Bagaiamana Hubungan Antara Media dengan Politik?

image
Media selalu menjadi bagian dari hidup masyarakat untuk mendapatkan informasi. Lalu adakah hubungan antara media dengan politik?

Hubungan antara media dengan politisi atau pemerintah sudah berjalan sekian lama, dan hubungan itu tidak bisa di pisahkan antara keduannya, bukan saja karena wartawan membutuhkan para politisi atau pejabat pemerintah sebagai sumber informasi (maker of news), tetapi juga para politisi maupun pejabat pemerintah memerlukan media untuk menyampaikan pikiran-pikirannya maupun kebijakan yang mereka ambil untuk kepentingan orang banyak. Oleh sebab itu, kehadiran media sangat penting dalam kegiatan komunikasi politik.

Tidak hanya dalam mendistribusikan pesan, tetapi jauh lebih penting adalah nilai berita yang akan diterima oleh khalayak. Tidak heran jika para wartawan sering tampak bergrobol di depan gedung istana, parlemen kantor kementrian, kantor gubernur atau kantor bupati menunggu kesempatan untuk mewawancarai para politisi atau para pejabat tersebut. Selain dengan cara itu, para politisi atau pejabat sering kali mengundang para wartawan untuk makan malam, berkunjung ke proyek atau dia sendiri yang berkunjung kekantor redaksi untuk di wawancarai dan di publikasikan.
media
Meski ada hubungan yang saling membutuhkan antara media dengan politisi, namun hubungan ini kadang menimbulkan gesekan yang kurang harmonis. Oleh karna itu ada yang mengatakan hubungan antara keduannya seperti benci, tapi rindu (hate and love), seperti ucapan Sonator Orlando Marcado bahwa:

“it is clear that media needs politician, as politician needs media. There are inextricably joined together in a “ love hate” relationship”.

Hubungan antara media dan pemerintah biasanya lebih banyak bersifat negatif. Sikap negative inilah yang sering menimbulkan miscommunicarion dan misinformation. Konsep terakhir yang muncul adalah kriteria penyimpangan (deviance), yakni suatu mempunyai nilai berita jika menyimpang dari norma ratarata, baik yang menyangkut peristiwa, orang, prilaku, dan arah perkembangan. Namun, disisi lain hubungan itu cukup rawan para pekerja media tidak hati-hati menjalankan tugas kewartawanannya secara professional sebab hal itu bisa menimbulkan delik hukum.

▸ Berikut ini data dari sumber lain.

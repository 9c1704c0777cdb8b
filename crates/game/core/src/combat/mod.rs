//! Combat resolution system.
//!
//! This module provides pure functions for resolving combat interactions.
//! All combat logic is deterministic and integer-only.
//!
//! # Core Functions
//!
//! - `calculate_damage`: Attack reduced by a flat armor/defense value
//! - `boss_hit_damage`: The boss's defense-aware damage rule
//! - `apply_damage`: Energy reduction (not clamped; negative means defeated)

pub mod damage;
pub mod result;

pub use damage::{apply_damage, boss_hit_damage, calculate_damage};
pub use result::{Heal, Strike};
use arena_core::{ErrorSeverity, GameError};

/// Why a menu line was rejected.
#[derive(Clone, Debug, PartialEq, Eq, thiserror::Error)]
pub enum ChoiceError {
    #[error("{input:?} is not a number")]
    NotANumber { input: String },

    #[error("{choice} is not between 1 and {max}")]
    OutOfRange { choice: i64, max: usize },
}

impl GameError for ChoiceError {
    fn severity(&self) -> ErrorSeverity {
        ErrorSeverity::Recoverable
    }

    fn error_code(&self) -> &'static str {
        match self {
            ChoiceError::NotANumber { .. } => "CHOICE_NOT_A_NUMBER",
            ChoiceError::OutOfRange { .. } => "CHOICE_OUT_OF_RANGE",
        }
    }
}

/// Validates one input line against a `1..=max` menu.
///
/// Surrounding whitespace is ignored. Returns the 1-based choice.
pub fn parse_menu_choice(line: &str, max: usize) -> Result<usize, ChoiceError> {
    let trimmed = line.trim();
    let choice: i64 = trimmed.parse().map_err(|_| ChoiceError::NotANumber {
        input: trimmed.to_owned(),
    })?;

    match usize::try_from(choice) {
        Ok(valid) if (1..=max).contains(&valid) => Ok(valid),
        _ => Err(ChoiceError::OutOfRange { choice, max }),
    }
}
//! Roster loader.
//!
//! Loads the robots and the boss from RON files, or from the roster embedded
//! in the binary.

use std::path::Path;

use arena_core::{Boss, GameError, Robot, RobotClass, Roster};
use serde::{Deserialize, Serialize};

use crate::loaders::{LoadResult, read_file};

/// Roster embedded at compile time.
const BUILTIN_ROSTER: &str = include_str!("../../data/roster.ron");

/// One robot entry in a roster file.
#[derive(Clone, Debug, PartialEq, Eq, Serialize, Deserialize)]
pub struct RobotSpec {
    pub name: String,
    pub class: RobotClass,
    pub energy: i32,
    pub armor: i32,
    pub attack: i32,
}

/// The boss entry in a roster file. Armor is derived from defense.
#[derive(Clone, Debug, PartialEq, Eq, Serialize, Deserialize)]
pub struct BossSpec {
    pub name: String,
    pub energy: i32,
    pub defense: i32,
    pub attack: i32,
}

/// On-disk roster format.
///
/// ```ron
/// RosterSpec(
///     robots: [(name: "R2D2", class: regular, energy: 130, armor: 50, attack: 18)],
///     boss: (name: "Megatron", energy: 200, defense: 15, attack: 25),
/// )
/// ```
#[derive(Clone, Debug, PartialEq, Eq, Serialize, Deserialize)]
pub struct RosterSpec {
    pub robots: Vec<RobotSpec>,
    pub boss: BossSpec,
}

impl RosterSpec {
    /// Builds a validated roster, keeping file order as turn order.
    pub fn build(self) -> LoadResult<Roster> {
        let robots = self.robots.into_iter().map(|spec| {
            Robot::new(spec.class, spec.name, spec.energy, spec.armor, spec.attack)
        });
        let boss = Boss::new(
            self.boss.name,
            self.boss.energy,
            self.boss.defense,
            self.boss.attack,
        );

        Roster::new(robots, boss)
            .map_err(|e| anyhow::anyhow!("Invalid roster ({}): {}", e.error_code(), e))
    }
}

/// Loader for rosters from RON files.
pub struct RosterLoader;

impl RosterLoader {
    /// Load a roster from a RON file.
    pub fn load(path: &Path) -> LoadResult<Roster> {
        let content = read_file(path)?;
        let roster = Self::parse(&content)?;

        tracing::debug!(
            path = %path.display(),
            robots = roster.len(),
            "roster loaded"
        );
        Ok(roster)
    }

    /// The built-in roster: R2D2 and C3PO against Megatron.
    pub fn builtin() -> LoadResult<Roster> {
        Self::parse(BUILTIN_ROSTER)
    }

    /// Parse a roster from RON text.
    pub fn parse(content: &str) -> LoadResult<Roster> {
        let spec: RosterSpec = ron::from_str(content)
            .map_err(|e| anyhow::anyhow!("Failed to parse roster RON: {}", e))?;
        spec.build()
    }
}

#[cfg(test)]
mod tests {
    use std::io::Write;

    use arena_core::AbilityKind;

    use super::*;

    #[test]
    fn builtin_roster_matches_classic_lineup() {
        let roster = RosterLoader::builtin().unwrap();

        let r2d2 = roster.robot(0).unwrap();
        assert_eq!(r2d2.name(), "R2D2");
        assert_eq!(r2d2.class(), RobotClass::Regular);
        assert_eq!(
            (r2d2.stats.energy, r2d2.stats.armor, r2d2.stats.attack),
            (130, 50, 18)
        );

        let c3po = roster.robot(1).unwrap();
        assert_eq!(c3po.name(), "C3PO");
        assert_eq!(c3po.class(), RobotClass::Special);
        assert_eq!(
            (c3po.stats.energy, c3po.stats.armor, c3po.stats.attack),
            (150, 45, 122)
        );
        assert_eq!(c3po.abilities()[0].kind(), AbilityKind::PlasmaAttack);

        let boss = roster.boss();
        assert_eq!(boss.name(), "Megatron");
        assert_eq!(boss.stats.energy, 200);
        assert_eq!(boss.defense(), 15);
        assert_eq!(boss.stats.armor, 7);
        assert_eq!(boss.stats.attack, 25);
        assert_eq!(roster.len(), 2);
    }

    #[test]
    fn rejects_empty_robot_list() {
        let err = RosterLoader::parse(
            r#"(robots: [], boss: (name: "Solo", energy: 10, defense: 0, attack: 1))"#,
        )
        .unwrap_err();

        assert!(err.to_string().contains("Invalid roster"));
        assert!(err.to_string().contains("ROSTER_EMPTY"));
    }

    #[test]
    fn rejects_unknown_class() {
        let err = RosterLoader::parse(
            r#"(
                robots: [(name: "X", class: wizard, energy: 1, armor: 1, attack: 1)],
                boss: (name: "B", energy: 1, defense: 1, attack: 1),
            )"#,
        )
        .unwrap_err();

        assert!(err.to_string().contains("Failed to parse roster RON"));
    }

    #[test]
    fn loads_custom_roster_from_disk() {
        let mut file = tempfile::NamedTempFile::new().unwrap();
        write!(
            file,
            r#"RosterSpec(
                robots: [
                    (name: "Alpha", class: special, energy: 90, armor: 5, attack: 30),
                    (name: "Beta", class: regular, energy: 80, armor: 6, attack: 20),
                    (name: "Gamma", class: regular, energy: 70, armor: 7, attack: 10),
                ],
                boss: (name: "Overlord", energy: 500, defense: 21, attack: 40),
            )"#
        )
        .unwrap();

        let roster = RosterLoader::load(file.path()).unwrap();

        let names: Vec<_> = roster.robots().iter().map(Robot::name).collect();
        assert_eq!(names, ["Alpha", "Beta", "Gamma"]);
        assert_eq!(roster.boss().stats.armor, 10);
    }
}
//! Diagnostic logging setup.
//!
//! Game text owns stdout, so diagnostics go to stderr (warnings and up by
//! default, `RUST_LOG` overrides) and, when a log directory is configured,
//! to a non-blocking file writer as well.
use anyhow::Result;
use tracing_appender::non_blocking::WorkerGuard;
use tracing_subscriber::{layer::SubscriberExt, util::SubscriberInitExt};

use crate::config::LoggingConfig;

/// File name written inside `LoggingConfig::log_dir`.
pub const LOG_FILE_NAME: &str = "robot-arena.log";

/// Installs the global subscriber.
///
/// Keep the returned guard alive for the whole run; dropping it flushes and
/// stops the file writer.
pub fn setup_logging(config: &LoggingConfig) -> Result<Option<WorkerGuard>> {
    let env_filter = tracing_subscriber::EnvFilter::from_default_env()
        .add_directive(tracing::Level::WARN.into());

    let stderr_layer = tracing_subscriber::fmt::layer()
        .with_writer(std::io::stderr)
        .with_target(false);

    let (file_layer, guard) = match &config.log_dir {
        Some(dir) => {
            std::fs::create_dir_all(dir)?;
            let file_appender = tracing_appender::rolling::never(dir, LOG_FILE_NAME);
            let (non_blocking_file, guard) = tracing_appender::non_blocking(file_appender);
            let layer = tracing_subscriber::fmt::layer()
                .with_writer(non_blocking_file)
                .with_ansi(false);
            (Some(layer), Some(guard))
        }
        None => (None, None),
    };

    tracing_subscriber::registry()
        .with(env_filter)
        .with(stderr_layer)
        .with(file_layer)
        .try_init()?;

    if let Some(dir) = &config.log_dir {
        tracing::info!("Log file: {}/{}", dir.display(), LOG_FILE_NAME);
    }

    Ok(guard)
}
//! Integration tests for Shoal
//!
//! These tests use wiremock to stand in for the crawled sites. Hostnames are
//! routed to the mock server through a lookup that answers loopback for every
//! name, so the downloader's address pinning is exercised too.

mod crawl_tests;
mod fetch_tests;
mod filter_tests;

use shoal::config::{Config, CrawlerConfig, FilterConfig, UserAgentConfig};
use shoal::resolver::Lookup;
use std::io;
use std::net::{IpAddr, Ipv4Addr};

/// Resolves every hostname to 127.0.0.1
pub struct LoopbackLookup;

impl Lookup for LoopbackLookup {
    async fn lookup(&self, _host: &str) -> io::Result<Vec<IpAddr>> {
        Ok(vec![IpAddr::V4(Ipv4Addr::LOCALHOST)])
    }
}

/// Creates a test configuration crawling from the given seeds
pub fn create_test_config(seeds: Vec<String>) -> Config {
    Config {
        seeds,
        crawler: CrawlerConfig {
            max_depth: 2,
            max_concurrent_pages: 4,
            max_pages: 100,
            idle_timeout_ms: 300,
            request_timeout_ms: 2_000,
            accept_invalid_certs: false,
        },
        filter: FilterConfig::default(),
        user_agent: UserAgentConfig {
            crawler_name: "TestBot".to_string(),
            crawler_version: "1.0.0".to_string(),
            contact_url: "https://example.com/contact".to_string(),
            contact_email: "test@example.com".to_string(),
        },
        blacklist: vec![],
    }
}

/// The mock server's port
pub fn port_of(uri: &str) -> u16 {
    url::Url::parse(uri)
        .expect("Failed to parse mock server URI")
        .port()
        .expect("Mock server URI has no port")
}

Ada beberapa faktor yang bisa menyeret para pekerja media kedalam delik hukum, antara lain:

  • Arogansi profesi, terutama para pekerja media yang berusia muda
  • Tidak menjaga privasi orang lain.
  • Memandang provesi wartawan sebagai provesi istimewa (merangsang orang myda untuk aktualisasi sendiri)
  • Melakukan malpraktik jurnalistik.
  • SDM yang tidak provisional untuk bisa membedakan mana yang seharusnya diberitakan, dan mana yang seharusnya diberitakan.
  • Melakukan character assassinational
  • Mengacaukan masyarakat
  • Menabrak rambu-rambu undang-undang pres dan penyiaran serta etika junarlistik.

    Pres cendrung untuk menyiarkan berita yang tidak rutin, kekacauan, kegagalan yang tidak nyaman bagi pejabat, namun disukai oleh pembaca. Sementara itu pemerintah sendiri mempunyai kriteria tentang berita, yaitu dikaitkan dengan keberhasilan, ketertiban, dan pembangunan. Perbedaan persepsi ini merupakan sumber benturan yang selalu terjadi dalam interaksi antara media dan pemerintahan dan sering di manfaatkan oleh pihak lain untuk kepentingan politik. Menurut penasehat publikasi regan, pemerintah yang sukses, mestinya dapat menyusun agenda apa yang harus dilakukan untuk masyarakat, dan bukan media yang harus membuatkan agenda apa yang harus dilakukan oleh pemerintah untuk masyarakat.